Вот и впечатляющая картина, связанная с созерцанием новонайденного корня жизни:

«…приковало меня к созерцанию корня молчаливое воздействие на мое сознание этих семи человек, погруженных в созерцание корня жизни. Эти живые семь человек были последними из миллионов за тысячи лет, ушедших в землю, и все эти миллионы миллионов так же, как эти последние живые семь человек, верили в корень жизни, многие, может быть, созерцали его с таким же благоговением, многие пили его. Я не мог устоять против этого внушения веры, и как все равно на берегу морском отдавался на волю какого-то большого планетного времени, так точно теперь отдельные жизни человеческие были мне как волны, и все они ко мне, живому, катились, как к берегу, и как будто просили понимать силу корня не по себе самому, которого скоро тоже размоет, а в сроках планетных и, может быть, еще и Дальнейшего времени. Впоследствии я узнал

Из ученых книг, что жень-шень - это реликт из аралиевых, что общество окружавших его растений и животных в третичный период земли теперь неузнаваемо переменилось, и вот это знание не вытеснило во мне, как это часто бывает, волнения, внушенного верой людей: меня и теперь, при всем моем знании, по-прежнему волнует судьба этой травки, за десятки тысяч лет переменившей в обстановке раскаленный песок на снег, дождавшаяся хвойных деревьев и среди них медведей…».

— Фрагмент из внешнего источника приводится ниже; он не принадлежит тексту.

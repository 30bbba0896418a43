//! Overlay sinks
//!
//! The rendering collaborator receives the overlay state after every tick.
//! It is an output only; nothing flows back into the state machine.

use super::state_machine::OverlayState;
use tracing::debug;

pub trait OverlaySink {
    fn render(&mut self, overlay: &OverlayState);
}

/// Discards overlay updates
#[derive(Debug, Default)]
pub struct NullOverlay;

impl OverlaySink for NullOverlay {
    fn render(&mut self, _overlay: &OverlayState) {}
}

/// Logs the overlay whenever its status or stable label changes
#[derive(Debug, Default)]
pub struct LogOverlay {
    last: Option<OverlayState>,
}

impl OverlaySink for LogOverlay {
    fn render(&mut self, overlay: &OverlayState) {
        let changed = match &self.last {
            None => true,
            Some(last) => last.status != overlay.status || last.stable_label != overlay.stable_label,
        };
        if changed {
            debug!(
                phase = overlay.phase.name(),
                filled = overlay.filled,
                target = overlay.target,
                label = ?overlay.stable_label.as_ref().map(|r| r.to_string()),
                status = %overlay.status,
                "overlay"
            );
        }
        self.last = Some(overlay.clone());
    }
}

/// Keeps every overlay state; used to inspect sessions after the fact
#[derive(Debug, Default)]
pub struct RecordingOverlay {
    pub frames: Vec<OverlayState>,
}

impl OverlaySink for RecordingOverlay {
    fn render(&mut self, overlay: &OverlayState) {
        self.frames.push(overlay.clone());
    }
}
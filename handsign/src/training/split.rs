//! Seeded stratified train/validation/test split

/// Small deterministic PRNG; identical seeds give identical splits
#[derive(Debug, Clone)]
pub struct SplitMix64 {
    state: u64,
}

impl SplitMix64 {
    pub fn new(seed: u64) -> Self {
        Self { state: seed }
    }

    pub fn next_u64(&mut self) -> u64 {
        self.state = self.state.wrapping_add(0x9E37_79B9_7F4A_7C15);
        let mut z = self.state;
        z = (z ^ (z >> 30)).wrapping_mul(0xBF58_476D_1CE4_E5B9);
        z = (z ^ (z >> 27)).wrapping_mul(0x94D0_49BB_1331_11EB);
        z ^ (z >> 31)
    }

    /// Uniform in `0..n`; `n` must be non-zero
    pub fn next_below(&mut self, n: usize) -> usize {
        (self.next_u64() % n as u64) as usize
    }

    /// Fisher-Yates shuffle
    pub fn shuffle<T>(&mut self, items: &mut [T]) {
        for i in (1..items.len()).rev() {
            let j = self.next_below(i + 1);
            items.swap(i, j);
        }
    }
}

/// Held-out fractions of each class
#[derive(Debug, Clone, Copy, PartialEq)]
pub struct SplitFractions {
    pub test: f64,
    pub val: f64,
}

impl Default for SplitFractions {
    fn default() -> Self {
        Self { test: 0.15, val: 0.15 }
    }
}

impl SplitFractions {
    pub fn validate(&self) -> crate::Result<()> {
        let in_range = |f: f64| (0.0..1.0).contains(&f);
        if !in_range(self.test) || !in_range(self.val) || self.test + self.val >= 1.0 {
            return Err(crate::Error::Config(format!(
                "split fractions test={} val={} must be in [0, 1) and sum below 1",
                self.test, self.val
            )));
        }
        Ok(())
    }
}

/// Items partitioned three ways, each tagged with its class index
#[derive(Debug, Clone, PartialEq)]
pub struct DatasetSplit<T> {
    pub train: Vec<(usize, T)>,
    pub val: Vec<(usize, T)>,
    pub test: Vec<(usize, T)>,
}

/// Split `(class, item)` pairs so every class keeps its proportions.
///
/// Held-out counts are rounded per class, then reduced until each class
/// keeps at least one training item.
pub fn stratified_split<T>(items: Vec<(usize, T)>, fractions: SplitFractions, seed: u64) -> DatasetSplit<T> {
    let mut by_class: std::collections::BTreeMap<usize, Vec<T>> = std::collections::BTreeMap::new();
    for (class, item) in items {
        by_class.entry(class).or_default().push(item);
    }

    let mut rng = SplitMix64::new(seed);
    let mut split = DatasetSplit {
        train: Vec::new(),
        val: Vec::new(),
        test: Vec::new(),
    };

    for (class, mut members) in by_class {
        rng.shuffle(&mut members);
        let n = members.len();
        let mut n_test = (n as f64 * fractions.test).round() as usize;
        let mut n_val = (n as f64 * fractions.val).round() as usize;
        while n_test + n_val >= n && n_test + n_val > 0 {
            if n_val >= n_test && n_val > 0 {
                n_val -= 1;
            } else {
                n_test -= 1;
            }
        }

        let mut members = members.into_iter();
        split.test.extend(members.by_ref().take(n_test).map(|m| (class, m)));
        split.val.extend(members.by_ref().take(n_val).map(|m| (class, m)));
        split.train.extend(members.map(|m| (class, m)));
    }
    split
}
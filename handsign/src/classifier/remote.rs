//! Remote classifier
//!
//! Sends each window to a `/predict` endpoint instead of running a local
//! model. The endpoint only returns the top label, so results hold a single
//! entry. Calls block on an owned runtime because recognition ticks are
//! synchronous.

use super::http_retry::{send_with_retry, RetryPolicy};
use super::{ClassificationResult, SequenceClassifier};
use crate::capture::{SequenceWindow, WindowShape};
use crate::inference::{PredictRequest, PredictResponse};
use reqwest::Client;
use std::time::Duration;
use tracing::debug;

/// Endpoint settings
#[derive(Debug, Clone, PartialEq)]
pub struct RemoteSettings {
    /// Full URL of the predict route
    pub endpoint: String,
    pub timeout: Duration,
    pub retry: RetryPolicy,
    /// Window shape the remote model was trained for
    pub input_shape: WindowShape,
}

impl RemoteSettings {
    pub fn new(endpoint: impl Into<String>, input_shape: WindowShape) -> Self {
        Self {
            endpoint: endpoint.into(),
            timeout: Duration::from_millis(2000),
            retry: RetryPolicy::default(),
            input_shape,
        }
    }
}

/// [`SequenceClassifier`] backed by a remote inference endpoint
pub struct RemoteClassifier {
    settings: RemoteSettings,
    client: Client,
    runtime: tokio::runtime::Runtime,
}

impl RemoteClassifier {
    pub fn new(settings: RemoteSettings) -> crate::Result<Self> {
        if !(settings.endpoint.starts_with("http://") || settings.endpoint.starts_with("https://")) {
            return Err(crate::Error::Config(format!(
                "remote endpoint must be an http(s) URL, got '{}'",
                settings.endpoint
            )));
        }
        let client = Client::builder()
            .timeout(settings.timeout)
            .build()
            .map_err(|e| crate::Error::Remote(format!("cannot build HTTP client: {}", e)))?;
        let runtime = tokio::runtime::Runtime::new()?;
        Ok(Self {
            settings,
            client,
            runtime,
        })
    }

    pub fn settings(&self) -> &RemoteSettings {
        &self.settings
    }

    async fn request(&self, body: &PredictRequest) -> crate::Result<ClassificationResult> {
        let response = send_with_retry(
            &self.client,
            |c| c.post(&self.settings.endpoint).json(body),
            self.settings.retry,
            "remote inference",
        )
        .await?;

        let status = response.status();
        let parsed: PredictResponse = response
            .json()
            .await
            .map_err(|e| crate::Error::Remote(format!("unreadable response ({}): {}", status, e)))?;

        match parsed {
            PredictResponse::Prediction { label, confidence } => {
                debug!(%label, confidence, "remote prediction");
                Ok(ClassificationResult::new(label, (confidence / 100.0).clamp(0.0, 1.0)))
            }
            PredictResponse::Failure { error } if status.is_client_error() => {
                Err(crate::Error::InvalidInput(error))
            }
            PredictResponse::Failure { error } => Err(crate::Error::Remote(format!("{}: {}", status, error))),
        }
    }
}

impl SequenceClassifier for RemoteClassifier {
    fn input_shape(&self) -> WindowShape {
        self.settings.input_shape
    }

    fn classify(&self, window: &SequenceWindow) -> crate::Result<Vec<ClassificationResult>> {
        // Never send a window the endpoint would reject
        window.ensure_shape(self.settings.input_shape)?;
        let body = PredictRequest::from_window(window);
        let top = self.runtime.block_on(self.request(&body))?;
        Ok(vec![top])
    }
}

#[cfg(test)]
mod tests {
    use super::*;
    use ndarray::Array2;
    use std::io::{Read, Write};
    use std::net::TcpListener;

    fn window(shape: WindowShape) -> SequenceWindow {
        SequenceWindow::from_array(Array2::zeros(shape.as_tuple()))
    }

    /// Serve one canned HTTP response on a local port
    fn one_shot_server(status_line: &'static str, body: &'static str) -> String {
        let listener = TcpListener::bind("127.0.0.1:0").unwrap();
        let addr = listener.local_addr().unwrap();
        std::thread::spawn(move || {
            if let Ok((mut stream, _)) = listener.accept() {
                let mut received = Vec::new();
                let mut buf = [0u8; 4096];
                loop {
                    let n = stream.read(&mut buf).unwrap_or(0);
                    if n == 0 {
                        break;
                    }
                    received.extend_from_slice(&buf[..n]);
                    if request_complete(&received) {
                        break;
                    }
                }
                let reply = format!(
                    "HTTP/1.1 {}\r\nContent-Type: application/json\r\nContent-Length: {}\r\nConnection: close\r\n\r\n{}",
                    status_line,
                    body.len(),
                    body
                );
                let _ = stream.write_all(reply.as_bytes());
            }
        });
        format!("http://{}/predict", addr)
    }

    fn request_complete(data: &[u8]) -> bool {
        let text = String::from_utf8_lossy(data);
        let Some(header_end) = text.find("\r\n\r\n") else {
            return false;
        };
        let length = text[..header_end]
            .lines()
            .find_map(|l| {
                let (name, value) = l.split_once(':')?;
                name.eq_ignore_ascii_case("content-length")
                    .then(|| value.trim().parse::<usize>().ok())
                    .flatten()
            })
            .unwrap_or(0);
        data.len() >= header_end + 4 + length
    }

    fn settings(endpoint: String) -> RemoteSettings {
        RemoteSettings {
            retry: RetryPolicy {
                max_retries: 1,
                base_delay: Duration::from_millis(10),
            },
            ..RemoteSettings::new(endpoint, WindowShape::new(3, 6))
        }
    }

    #[test]
    fn test_rejects_non_http_endpoint() {
        let err = RemoteClassifier::new(RemoteSettings::new("ftp://host", WindowShape::default()))
            .err()
            .unwrap();
        assert!(matches!(err, crate::Error::Config(_)));
    }

    #[test]
    fn test_wrong_shape_fails_before_any_request() {
        let classifier = RemoteClassifier::new(settings("http://127.0.0.1:1/predict".into())).unwrap();
        let err = classifier.classify(&window(WindowShape::new(3, 5))).unwrap_err();
        assert!(matches!(err, crate::Error::ShapeMismatch { .. }));
    }

    #[test]
    fn test_prediction_confidence_converted_to_fraction() {
        let endpoint = one_shot_server("200 OK", r#"{"label": "hello", "confidence": 87.5}"#);
        let classifier = RemoteClassifier::new(settings(endpoint)).unwrap();

        let results = classifier.classify(&window(WindowShape::new(3, 6))).unwrap();
        assert_eq!(results.len(), 1);
        assert_eq!(results[0].label, "hello");
        assert!((results[0].confidence - 0.875).abs() < 1e-6);
    }

    #[test]
    fn test_client_error_body_is_surfaced() {
        let endpoint = one_shot_server("400 Bad Request", r#"{"error": "Invalid feature shape"}"#);
        let classifier = RemoteClassifier::new(settings(endpoint)).unwrap();

        let err = classifier.classify(&window(WindowShape::new(3, 6))).unwrap_err();
        assert!(matches!(err, crate::Error::InvalidInput(ref m) if m == "Invalid feature shape"));
    }

    #[test]
    fn test_unreachable_endpoint_is_remote_error() {
        let classifier = RemoteClassifier::new(settings("http://127.0.0.1:1/predict".into())).unwrap();
        let err = classifier.classify(&window(WindowShape::new(3, 6))).unwrap_err();
        assert!(matches!(err, crate::Error::Remote(_)));
    }
}
//! Training pipeline boundary
//!
//! Consumes a validated corpus and produces the model + catalog artifact pair.
//! The reference model is a nearest-centroid classifier; the data contract
//! (window shape, sorted label encoding) is what any other trainer must honor.

pub mod split;
pub mod metrics;
pub mod pipeline;

pub use split::{stratified_split, DatasetSplit, SplitFractions, SplitMix64};
pub use metrics::ConfusionMatrix;
pub use pipeline::{evaluate, TrainingOptions, TrainingPipeline, TrainingReport};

«Сильнее стало ощущенье шагов Истории самой»

«Звери третичной эпохи земли не изменили своей родине, когда она оледенела, и если бы сразу, то какой бы это ужас был тигру увидеть свой след на снегу! Так остались на своей родине и страшные тигры, и одно из самых прекрасных в мире, самых нежных и грациозных существ – пятнистый олень, и растения удивительные: древовидный папоротник, аралия и знаменитый корень жизни Женьшень. Как не задуматься о силе человека на земле, если даже оледенение субтропической зоны не могло выгнать зверей, но от грохота человеческих пушек в 1904 году в Манчжурии они бежали и, говорят, тигров встречали после далеко на севере, в якутской тайге».

«Чем успокаивает шум моря, когда стоишь на берегу? Мерный звук прибоя говорит о больших сроках жизни планеты Земли. Прибой – это как часы самой планеты, и когда эти большие сроки встречаются с минутами твоей быстренькой жизни среди выброшенных на берег ракушек, звезд и ежей, то начинается большое раздумье о всей жизни, и твоя маленькая личная скорбь замирает, и чувствуешь ее глухо и где-то далеко…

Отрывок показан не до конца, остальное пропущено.